## Saved entries
********

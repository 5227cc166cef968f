// SPDX-License-Identifier: MIT
// Copyright 2026 Roland Dreier <roland@rolandd.dev>

//! Field-level validation of incoming activity records.
//!
//! Rules are an ordered list of `(field, check)` pairs shared by the create
//! and update paths. Every rule runs, so a caller gets all field errors at
//! once instead of one per request.

use crate::error::DataError;
use crate::models::{ActivityCreate, ActivityUpdate, Category};
use crate::time_utils::{is_valid_date, is_valid_time_of_day, parse_duration_secs, split_duration};
use serde::de::DeserializeOwned;
use serde_json::{Map, Value};

/// A failure of a single field.
#[derive(Debug, Clone, PartialEq)]
pub struct FieldError {
    pub field: String,
    pub error: DataError,
}

/// Every field failure found in one record.
#[derive(Debug, Clone, PartialEq, thiserror::Error)]
#[error("Format of data incorrect: {}", describe(.errors))]
pub struct ValidationReport {
    errors: Vec<FieldError>,
}

fn describe(errors: &[FieldError]) -> String {
    errors
        .iter()
        .map(|e| format!("{} ({})", e.field, e.error))
        .collect::<Vec<_>>()
        .join("; ")
}

impl ValidationReport {
    pub fn errors(&self) -> &[FieldError] {
        &self.errors
    }

    /// Names of the failing fields, in rule order.
    pub fn fields(&self) -> Vec<&str> {
        self.errors.iter().map(|e| e.field.as_str()).collect()
    }

    pub fn error_for(&self, field: &str) -> Option<&DataError> {
        self.errors
            .iter()
            .find(|e| e.field == field)
            .map(|e| &e.error)
    }
}

impl From<validator::ValidationErrors> for ValidationReport {
    fn from(errors: validator::ValidationErrors) -> Self {
        let mut fields: Vec<FieldError> = errors
            .field_errors()
            .into_iter()
            .flat_map(|(field, errs)| {
                errs.iter().map(move |err| FieldError {
                    field: field.to_string(),
                    error: DataError::Format(match &err.message {
                        Some(msg) => msg.to_string(),
                        None => format!("{field} failed '{}' check", err.code),
                    }),
                })
            })
            .collect();
        fields.sort_by(|a, b| a.field.cmp(&b.field));
        Self { errors: fields }
    }
}

/// Whether absent fields are an error.
#[derive(Debug, Clone, Copy, PartialEq, Eq)]
enum Mode {
    Create,
    Update,
}

type Check = fn(&Value) -> Result<(), DataError>;

struct Rule {
    field: &'static str,
    required: bool,
    check: Check,
}

const ACTIVITY_RULES: &[Rule] = &[
    Rule { field: "user_id", required: true, check: check_user_id },
    Rule { field: "date", required: true, check: check_date },
    Rule { field: "time_of_day", required: true, check: check_time_of_day },
    Rule { field: "category", required: true, check: check_category },
    Rule { field: "subtype", required: true, check: check_subtype },
    Rule { field: "duration", required: true, check: check_duration },
    Rule { field: "distance_km", required: true, check: check_distance },
    Rule { field: "perceived_effort", required: true, check: check_perceived_effort },
    Rule { field: "elevation_m", required: false, check: check_elevation },
];

/// Validate a create payload and convert it into a typed record.
pub fn validate_activity_create(
    payload: &Map<String, Value>,
) -> Result<ActivityCreate, ValidationReport> {
    run_rules(payload, Mode::Create)?;
    into_typed(payload)
}

/// Validate a partial update payload and convert it into a typed patch.
pub fn validate_activity_update(
    payload: &Map<String, Value>,
) -> Result<ActivityUpdate, ValidationReport> {
    run_rules(payload, Mode::Update)?;
    into_typed(payload)
}

fn run_rules(payload: &Map<String, Value>, mode: Mode) -> Result<(), ValidationReport> {
    let errors: Vec<FieldError> = ACTIVITY_RULES
        .iter()
        .filter_map(|rule| {
            let outcome = match payload.get(rule.field) {
                Some(value) => (rule.check)(value),
                None if rule.required && mode == Mode::Create => Err(DataError::Missing(
                    format!("{} is required", rule.field),
                )),
                None => Ok(()),
            };
            outcome.err().map(|error| FieldError {
                field: rule.field.to_string(),
                error,
            })
        })
        .collect();

    if errors.is_empty() {
        Ok(())
    } else {
        Err(ValidationReport { errors })
    }
}

/// Integer fields; whole-number floats such as `5.0` are accepted for them.
const INTEGER_FIELDS: [&str; 3] = ["user_id", "perceived_effort", "elevation_m"];

/// An integer, or a float with no fractional part that fits in an `i64`.
fn whole_number(value: &Value) -> Option<i64> {
    value.as_i64().or_else(|| {
        value
            .as_f64()
            .filter(|f| f.fract() == 0.0 && f.abs() < 9_007_199_254_740_992.0)
            .map(|f| f as i64)
    })
}

fn into_typed<T: DeserializeOwned>(payload: &Map<String, Value>) -> Result<T, ValidationReport> {
    let mut payload = payload.clone();
    for field in INTEGER_FIELDS {
        if let Some(value) = payload.get_mut(field) {
            if let Some(n) = whole_number(value) {
                *value = Value::from(n);
            }
        }
    }
    serde_json::from_value(Value::Object(payload)).map_err(|e| ValidationReport {
        errors: vec![FieldError {
            field: "body".to_string(),
            error: DataError::Format(e.to_string()),
        }],
    })
}

fn check_user_id(value: &Value) -> Result<(), DataError> {
    whole_number(value)
        .map(|_| ())
        .ok_or_else(|| DataError::Format("user_id must be an integer".to_string()))
}

fn check_date(value: &Value) -> Result<(), DataError> {
    match value.as_str() {
        Some(text) if is_valid_date(text) => Ok(()),
        _ => Err(DataError::Format(
            "date does not match format 'YYYY/MM/DD'".to_string(),
        )),
    }
}

fn check_time_of_day(value: &Value) -> Result<(), DataError> {
    match value.as_str() {
        Some(text) if is_valid_time_of_day(text) => Ok(()),
        _ => Err(DataError::Format(
            "time_of_day does not match format 'HH:MM'".to_string(),
        )),
    }
}

fn check_category(value: &Value) -> Result<(), DataError> {
    match value.as_str().map(str::parse::<Category>) {
        Some(Ok(_)) => Ok(()),
        _ => {
            let allowed: Vec<&str> = Category::ALL.iter().map(Category::as_str).collect();
            Err(DataError::Enum(format!(
                "category not in allowed set [{}]",
                allowed.join(", ")
            )))
        }
    }
}

fn check_subtype(value: &Value) -> Result<(), DataError> {
    value
        .as_str()
        .map(|_| ())
        .ok_or_else(|| DataError::Format("subtype must be a string".to_string()))
}

fn check_duration(value: &Value) -> Result<(), DataError> {
    let text = value.as_str().ok_or_else(|| {
        DataError::Format("duration does not match HH:MM:SS".to_string())
    })?;
    let [_, minutes, seconds] = split_duration(text)?;
    if minutes > 59 || seconds > 59 {
        return Err(DataError::Range(
            "duration minutes and seconds must be in range 0 - 59".to_string(),
        ));
    }
    parse_duration_secs(text).map(|_| ())
}

fn check_distance(value: &Value) -> Result<(), DataError> {
    let distance = value
        .as_f64()
        .ok_or_else(|| DataError::Format("distance_km must be a number".to_string()))?;
    if distance > 0.0 {
        Ok(())
    } else {
        Err(DataError::Range(
            "distance_km must be greater than 0".to_string(),
        ))
    }
}

fn check_perceived_effort(value: &Value) -> Result<(), DataError> {
    let effort = whole_number(value).ok_or_else(|| {
        DataError::Format("perceived_effort not a valid number in the range 1 - 10".to_string())
    })?;
    if (1..=10).contains(&effort) {
        Ok(())
    } else {
        Err(DataError::Range(
            "perceived_effort not in range 1 - 10".to_string(),
        ))
    }
}

fn check_elevation(value: &Value) -> Result<(), DataError> {
    if value.is_null() || whole_number(value).is_some() {
        Ok(())
    } else {
        Err(DataError::Format(
            "elevation_m must be an integer or null".to_string(),
        ))
    }
}

#[cfg(test)]
mod tests {
    use super::*;
    use serde_json::json;

    fn payload(value: Value) -> Map<String, Value> {
        match value {
            Value::Object(map) => map,
            other => panic!("expected object, got {other}"),
        }
    }

    fn valid_activity() -> Map<String, Value> {
        payload(json!({
            "user_id": 1,
            "date": "2025/03/04",
            "time_of_day": "17:30",
            "category": "run",
            "subtype": "trail",
            "duration": "00:30:00",
            "distance_km": 5,
            "perceived_effort": 5,
            "elevation_m": 5
        }))
    }

    #[test]
    fn test_valid_create_converts_to_typed() {
        let created = validate_activity_create(&valid_activity()).unwrap();
        assert_eq!(created.category, Category::Run);
        assert_eq!(created.distance_km, 5.0);
        assert_eq!(created.elevation_m, Some(5));
    }

    #[test]
    fn test_elevation_is_optional_on_create() {
        let mut body = valid_activity();
        body.remove("elevation_m");
        assert_eq!(validate_activity_create(&body).unwrap().elevation_m, None);

        body.insert("elevation_m".to_string(), Value::Null);
        assert_eq!(validate_activity_create(&body).unwrap().elevation_m, None);
    }

    #[test]
    fn test_unknown_category_is_enum_error() {
        let mut body = valid_activity();
        body.insert("category".to_string(), json!("running"));

        let report = validate_activity_create(&body).unwrap_err();
        assert_eq!(report.fields(), vec!["category"]);
        assert!(matches!(report.error_for("category"), Some(DataError::Enum(_))));
    }

    #[test]
    fn test_collects_every_failing_field() {
        let mut body = valid_activity();
        body.insert("date".to_string(), json!("25 March 25"));
        body.insert("time_of_day".to_string(), json!("7.30pm"));
        body.insert("category".to_string(), json!("running"));
        body.insert("duration".to_string(), json!("30mins 5secs"));
        body.insert("perceived_effort".to_string(), json!(100));

        let report = validate_activity_create(&body).unwrap_err();
        assert_eq!(
            report.fields(),
            vec!["date", "time_of_day", "category", "duration", "perceived_effort"]
        );
        assert!(matches!(report.error_for("perceived_effort"), Some(DataError::Range(_))));
        assert!(report.to_string().starts_with("Format of data incorrect:"));
    }

    #[test]
    fn test_create_requires_fields() {
        let body = payload(json!({ "user_id": 1, "date": "2025/03/04" }));
        let report = validate_activity_create(&body).unwrap_err();
        assert_eq!(
            report.fields(),
            vec![
                "time_of_day",
                "category",
                "subtype",
                "duration",
                "distance_km",
                "perceived_effort"
            ]
        );
        assert!(matches!(report.error_for("subtype"), Some(DataError::Missing(_))));
    }

    #[test]
    fn test_update_only_checks_supplied_fields() {
        let body = payload(json!({ "subtype": "road" }));
        let update = validate_activity_update(&body).unwrap();
        assert_eq!(update.subtype.as_deref(), Some("road"));
        assert_eq!(update.date, None);
    }

    #[test]
    fn test_update_rejects_wrong_types() {
        let body = payload(json!({
            "date": 2025,
            "time_of_day": "5pm",
            "duration": 15,
            "category": "running",
            "perceived_effort": 100
        }));
        let report = validate_activity_update(&body).unwrap_err();
        assert_eq!(
            report.fields(),
            vec!["date", "time_of_day", "category", "duration", "perceived_effort"]
        );
    }

    #[test]
    fn test_duration_components_range_checked() {
        let mut body = valid_activity();
        body.insert("duration".to_string(), json!("01:75:00"));
        let report = validate_activity_create(&body).unwrap_err();
        assert!(matches!(report.error_for("duration"), Some(DataError::Range(_))));

        // Large hour counts are fine
        body.insert("duration".to_string(), json!("30:00:00"));
        assert!(validate_activity_create(&body).is_ok());

        // ...until the total no longer fits in seconds
        body.insert("duration".to_string(), json!("9999999999999999:00:00"));
        let report = validate_activity_create(&body).unwrap_err();
        assert!(matches!(report.error_for("duration"), Some(DataError::Range(_))));
    }

    #[test]
    fn test_distance_must_be_positive() {
        let mut body = valid_activity();
        body.insert("distance_km".to_string(), json!(0));
        let report = validate_activity_create(&body).unwrap_err();
        assert!(matches!(report.error_for("distance_km"), Some(DataError::Range(_))));

        body.insert("distance_km".to_string(), json!("five"));
        let report = validate_activity_create(&body).unwrap_err();
        assert!(matches!(report.error_for("distance_km"), Some(DataError::Format(_))));
    }

    #[test]
    fn test_whole_number_floats_count_as_integers() {
        let mut body = valid_activity();
        body.insert("perceived_effort".to_string(), json!(5.0));
        body.insert("elevation_m".to_string(), json!(120.0));
        let created = validate_activity_create(&body).unwrap();
        assert_eq!(created.perceived_effort, 5);
        assert_eq!(created.elevation_m, Some(120));

        body.insert("perceived_effort".to_string(), json!(5.5));
        let report = validate_activity_create(&body).unwrap_err();
        assert_eq!(report.fields(), vec!["perceived_effort"]);
        assert!(matches!(report.error_for("perceived_effort"), Some(DataError::Format(_))));

        body.insert("perceived_effort".to_string(), json!(11.0));
        let report = validate_activity_create(&body).unwrap_err();
        assert!(matches!(report.error_for("perceived_effort"), Some(DataError::Range(_))));
    }

    #[test]
    fn test_update_null_elevation_is_kept_as_clear() {
        let body = payload(json!({ "elevation_m": null }));
        let update = validate_activity_update(&body).unwrap();
        assert_eq!(update.elevation_m, Some(None));

        let update = validate_activity_update(&payload(json!({ "elevation_m": 7.0 }))).unwrap();
        assert_eq!(update.elevation_m, Some(Some(7)));
    }

    #[test]
    fn test_effort_non_numeric_is_format_error() {
        let mut body = valid_activity();
        body.insert("perceived_effort".to_string(), json!("hard"));
        let report = validate_activity_create(&body).unwrap_err();
        assert!(matches!(report.error_for("perceived_effort"), Some(DataError::Format(_))));
    }
}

********

## Your goal
Above are the records; copy exactly the lines from the line with "true, check: check_user_id" through the line with "a typed patch.", both included.

## Reply to the exercise
    Rule { field: "user_id", required: true, check: check_user_id },
    Rule { field: "date", required: true, check: check_date },
    Rule { field: "time_of_day", required: true, check: check_time_of_day },
    Rule { field: "category", required: true, check: check_category },
    Rule { field: "subtype", required: true, check: check_subtype },
    Rule { field: "duration", required: true, check: check_duration },
    Rule { field: "distance_km", required: true, check: check_distance },
    Rule { field: "perceived_effort", required: true, check: check_perceived_effort },
    Rule { field: "elevation_m", required: false, check: check_elevation },
];

/// Validate a create payload and convert it into a typed record.
pub fn validate_activity_create(
    payload: &Map<String, Value>,
) -> Result<ActivityCreate, ValidationReport> {
    run_rules(payload, Mode::Create)?;
    into_typed(payload)
}

/// Validate a partial update payload and convert it into a typed patch.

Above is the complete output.